From a customer’s view, this story says a lot

Bugatti occupies a very particular space. Molsheim sells technical absolute luxury, yet many of the Veyron’s mechatronic and supplier components naturally come from the Volkswagen Group world. That was the grand Ferdinand Piëch era idea: build a production car capable of more than 400 km/h by using industrial discipline where it helped, then spend absurd development money where the W16, cooling, aerodynamics and drivetrain genuinely needed it.

Armstrong’s video is a reminder that the hypercar myth is not made only of carbon fibre and titanium. It is also made of part numbers, supplier catalogues and access restrictions. When a customer wants to preserve full factory history, they pay for the official system. When a customer wants to understand the car themselves and accepts the risk to value and warranty logic, they may find the same technical ancestry on a much cheaper shelf.

The real conclusion is not “Bugatti is cheating”

It would be easy to write that Bugatti charges absurd money for the badge. That would be too simple. The better answer is that Veyron servicing cost splits into two parts. The first is the physical component, which can sometimes be found in a VW, Audi, Bentley or parts catalogue. The second is the system that ensures 736 kW and 1250 Nm work in a 407 km/h car exactly as the engineers intended.

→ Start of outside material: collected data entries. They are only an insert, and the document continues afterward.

//! Unit tests for CSV export.

use chrono::NaiveDate;

use fitness_tracker::activities::{Activity, ActivityType, Category};
use fitness_tracker::reports::exporter_csv::CSV_HEADER;
use fitness_tracker::reports::{export_csv, export_csv_to_file, ExportError};

fn sample_log() -> Vec<Activity> {
    let mut activities = Vec::new();
    let mut day = NaiveDate::from_ymd_opt(2025, 1, 1).unwrap();
    for (i, activity_type) in ActivityType::ALL.into_iter().enumerate() {
        activities.push(Activity::new(
            day,
            activity_type.category(),
            activity_type,
            5 + i as u32 * 7,
        ));
        day = day.succ_opt().unwrap();
    }
    activities
}

/// Split a row written by the exporter; only multi-word names are quoted.
fn parse_row(line: &str) -> Vec<String> {
    let mut fields = Vec::new();
    let mut current = String::new();
    let mut quoted = false;

    for c in line.chars() {
        match c {
            '"' => quoted = !quoted,
            ',' if !quoted => fields.push(std::mem::take(&mut current)),
            _ => current.push(c),
        }
    }
    fields.push(current);
    fields
}

#[test]
fn test_rows_parse_back_to_activities() {
    let activities = sample_log();
    let csv = export_csv(&activities).unwrap();
    let mut lines = csv.lines();

    assert_eq!(lines.next(), Some(CSV_HEADER));

    let rows: Vec<Vec<String>> = lines.map(parse_row).collect();
    assert_eq!(rows.len(), activities.len());

    for (row, activity) in rows.iter().zip(&activities) {
        let date = NaiveDate::parse_from_str(&row[0], "%Y-%m-%d").unwrap();
        let activity_type: ActivityType = row[1].parse().unwrap();
        let category: Category = row[2].parse().unwrap();
        let duration: u32 = row[3].parse().unwrap();
        let calories: f64 = row[4].parse().unwrap();

        assert_eq!(date, activity.date);
        assert_eq!(activity_type, activity.activity_type);
        assert_eq!(category, activity.category);
        assert_eq!(duration, activity.duration_min);
        assert_eq!(calories, (activity.calories * 10.0).round() / 10.0);
    }
}

#[test]
fn test_export_empty_log_is_an_error() {
    assert!(matches!(export_csv(&[]), Err(ExportError::NoData)));
}

#[test]
fn test_export_to_file() {
    let dir = tempfile::tempdir().unwrap();
    let path = dir.path().join("export.csv");
    let activities = sample_log();

    let rows = export_csv_to_file(&activities, &path).unwrap();
    assert_eq!(rows, activities.len());

    let written = std::fs::read_to_string(&path).unwrap();
    assert_eq!(written, export_csv(&activities).unwrap());
}

#[test]
fn test_export_to_missing_directory_fails() {
    let dir = tempfile::tempdir().unwrap();
    let path = dir.path().join("missing").join("export.csv");

    let result = export_csv_to_file(&sample_log(), &path);
    assert!(matches!(result, Err(ExportError::FileCreationFailed(_))));
}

Armstrong broke part of the myth, but not the whole myth. He showed that the Veyron is not always as mysterious to maintain as owners fear. At the same time, he stayed on the line where a cheap solution requires rare knowledge, nerve and a willingness to carry the whole responsibility yourself.

Technical brief

Mat Armstrong’s Veyron service and repair cost £1193.83, about €1382, according to his figures.

The official service bill used for comparison was £20,000, about €23,156.

The difference is 16.75 times, not simply “about 16 times”.

The Veyron 16.4 officially produces 736 kW and 1250 Nm, accelerates from 0 to 100 km/h in 2.5 seconds and reaches 407 km/h.

Cheap cross referenced parts may work as wear items, but the risk of servicing outside the factory system remains with the owner and can affect the car’s collector value.